Inhabiting the space in between is the Utah State Poetry Society, which used to have the reputation of "blue-haired ladies" writing sentimental verse, says the Arts Council's Lebeda, but has become more sophisticated even as it holds on to its egalitarian roots.
He credits former Poetry Society president N. Colwell (Ned) Snell, "who changed the emphasis from a mutual admiration society" to something more aesthetically challenging, bringing in Pulitzer-winning poets to the group's annual conference. The society has six chapters throughout the state and is drawing new poets all the time, says Snell.
The Society's 2009 Poet of the Year was Gail Schimmelpfennig, whose winning collection of poetry, "The Frozen Kingdom," follows her numbness and complicated thawing following diagnosis and treatment for breast cancer.
"Poetry allows you to deal with very intense emotions in a very efficient way," says Schimmelpfennig, whose own poetry includes this economical, honest rumination: This winter chills us to the marrow; frost/has glued the maple leaves to the earth./Like mounding snowdrifts, all that we have lost/amasses, even as we count the worth/of what we've gained.
If you're looking at poetry for easy comfort, says Coles, you'll have to settle for bad poetry. "Good poetry is a more harrowing kind of comfort."
Perhaps some of us were scared away from poetry by teachers who wanted us to "analyze" it, so we come at poems as a sort of inquisition. Former U.S. poet laureate Billy Collins sums up the experience this way, in "Introduction to Poetry":
"I want them to waterski/across the surface of a poem/waving at the author's name on the shore./But all they want to do/is tie the poem to a chair with rope/and torture a confession out of it./They begin beating it with a hose/to find out what it really means."

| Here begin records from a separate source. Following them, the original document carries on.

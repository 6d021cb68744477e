//! ADX: Average Directional Index (Wilder), with the two directional lines.
//!
//! 1. +DM / -DM from consecutive highs and lows
//! 2. Wilder-smooth +DM, -DM and TR
//! 3. ±DI = 100 × smoothed(±DM) / smoothed(TR)
//! 4. DX = 100 × |+DI − −DI| / (+DI + −DI); ADX = Wilder-smoothed DX
//!
//! Lines, in column order: `adx_N`, `plus_di_N`, `minus_di_N`.
//! Lookback: 2 × period − 1 for ADX, period for the DI lines.

use super::atr::true_range;
use super::series::wilder_smooth;
use super::Indicator;
use crate::domain::Bar;

#[derive(Debug, Clone)]
pub struct Adx {
    period: usize,
    name: String,
}

impl Adx {
    pub fn new(period: usize) -> Self {
        assert!(period >= 1, "ADX period must be >= 1");
        Self {
            period,
            name: format!("adx_{period}"),
        }
    }

    /// (+DI, −DI).
    fn directional_indices(&self, bars: &[Bar]) -> (Vec<f64>, Vec<f64>) {
        let (plus_dm, minus_dm) = directional_movement(bars);
        let smooth_tr = wilder_smooth(&true_range(bars), self.period);

        let di = |dm: &[f64]| -> Vec<f64> {
            wilder_smooth(dm, self.period)
                .iter()
                .zip(&smooth_tr)
                .map(|(&dm, &tr)| if tr == 0.0 { f64::NAN } else { 100.0 * dm / tr })
                .collect()
        };
        (di(&plus_dm), di(&minus_dm))
    }

    fn adx_line(&self, plus_di: &[f64], minus_di: &[f64]) -> Vec<f64> {
        let dx: Vec<f64> = plus_di
            .iter()
            .zip(minus_di)
            .map(|(&p, &m)| {
                let sum = p + m;
                if sum == 0.0 {
                    0.0
                } else {
                    100.0 * (p - m).abs() / sum
                }
            })
            .collect();
        wilder_smooth(&dx, self.period)
    }
}

fn directional_movement(bars: &[Bar]) -> (Vec<f64>, Vec<f64>) {
    let n = bars.len();
    let mut plus_dm = vec![f64::NAN; n];
    let mut minus_dm = vec![f64::NAN; n];

    for i in 1..n {
        let up = bars[i].high - bars[i - 1].high;
        let down = bars[i - 1].low - bars[i].low;
        if up.is_nan() || down.is_nan() {
            continue;
        }
        plus_dm[i] = if up > down && up > 0.0 { up } else { 0.0 };
        minus_dm[i] = if down > up && down > 0.0 { down } else { 0.0 };
    }
    (plus_dm, minus_dm)
}

impl Indicator for Adx {
    fn name(&self) -> &str {
        &self.name
    }

    fn lookback(&self) -> usize {
        2 * self.period - 1
    }

    fn compute(&self, bars: &[Bar]) -> Vec<f64> {
        let (plus_di, minus_di) = self.directional_indices(bars);
        self.adx_line(&plus_di, &minus_di)
    }

    fn lines(&self) -> Vec<(String, usize)> {
        vec![
            (self.name.clone(), self.lookback()),
            (format!("plus_di_{}", self.period), self.period),
            (format!("minus_di_{}", self.period), self.period),
        ]
    }

    fn compute_lines(&self, bars: &[Bar]) -> Vec<Vec<f64>> {
        let (plus_di, minus_di) = self.directional_indices(bars);
        let adx = self.adx_line(&plus_di, &minus_di);
        vec![adx, plus_di, minus_di]
    }
}

#[cfg(test)]
mod tests {
    use super::*;
    use crate::indicators::make_bars;

    fn trending(n: usize) -> Vec<Bar> {
        make_bars(&(0..n).map(|i| 100.0 + i as f64).collect::<Vec<_>>())
    }

    #[test]
    fn warmup_matches_lookback() {
        let bars = trending(40);
        let adx = Adx::new(5);
        for ((name, lookback), out) in adx.lines().into_iter().zip(adx.compute_lines(&bars)) {
            let first = out.iter().position(|v| !v.is_nan()).unwrap();
            assert_eq!(first, lookback, "{name}");
        }
    }

    #[test]
    fn uptrend_has_dominant_plus_di() {
        let bars = trending(40);
        let lines = Adx::new(5).compute_lines(&bars);
        let (adx, plus, minus) = (&lines[0], &lines[1], &lines[2]);
        assert!(plus[39] > minus[39]);
        assert!(adx[39] > 50.0 && adx[39] <= 100.0 + 1e-9);
        let bits = |v: &[f64]| v.iter().map(|x| x.to_bits()).collect::<Vec<_>>();
        assert_eq!(bits(&Adx::new(5).compute(&bars)[..]), bits(&adx[..]));
    }

    #[test]
    fn names() {
        let names: Vec<String> = Adx::new(14).lines().into_iter().map(|(n, _)| n).collect();
        assert_eq!(names, ["adx_14", "plus_di_14", "minus_di_14"]);
        assert_eq!(Adx::new(14).name(), "adx_14");
    }
}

As Salt Lake poet Joel Long says, "It's OK to be a little bewildered." Take some time to sit with a poem, he says.
Which brings us, finally, to Richard Cronshey.
One frigid day recently, Cronshey dropped by to see Carol Hanson, who had spent the morning reading and, not to be too blunt about it, dying.
Hanson's heart was getting weaker by the day, so Cronshey, who is a hospice chaplain, visited her periodically to talk about her life and death, to "push past the veneer," as Hanson's daughter Wendy puts it.
"You're not afraid to get the shovel and go deep," Wendy told Cronshey. Indeed, while most conversations with dying people exist at that surface juncture of nicety and avoidance, Cronshey doesn't mind standing on the shaky footing of truth.
Later, sipping tea at a nearby Starbucks, Cronshey contemplated the connection between his job as a chaplain with Superior Home Care and Hospice, and his other life as a poet. The link, he says, is attention, the ability to be present and "open to not knowing."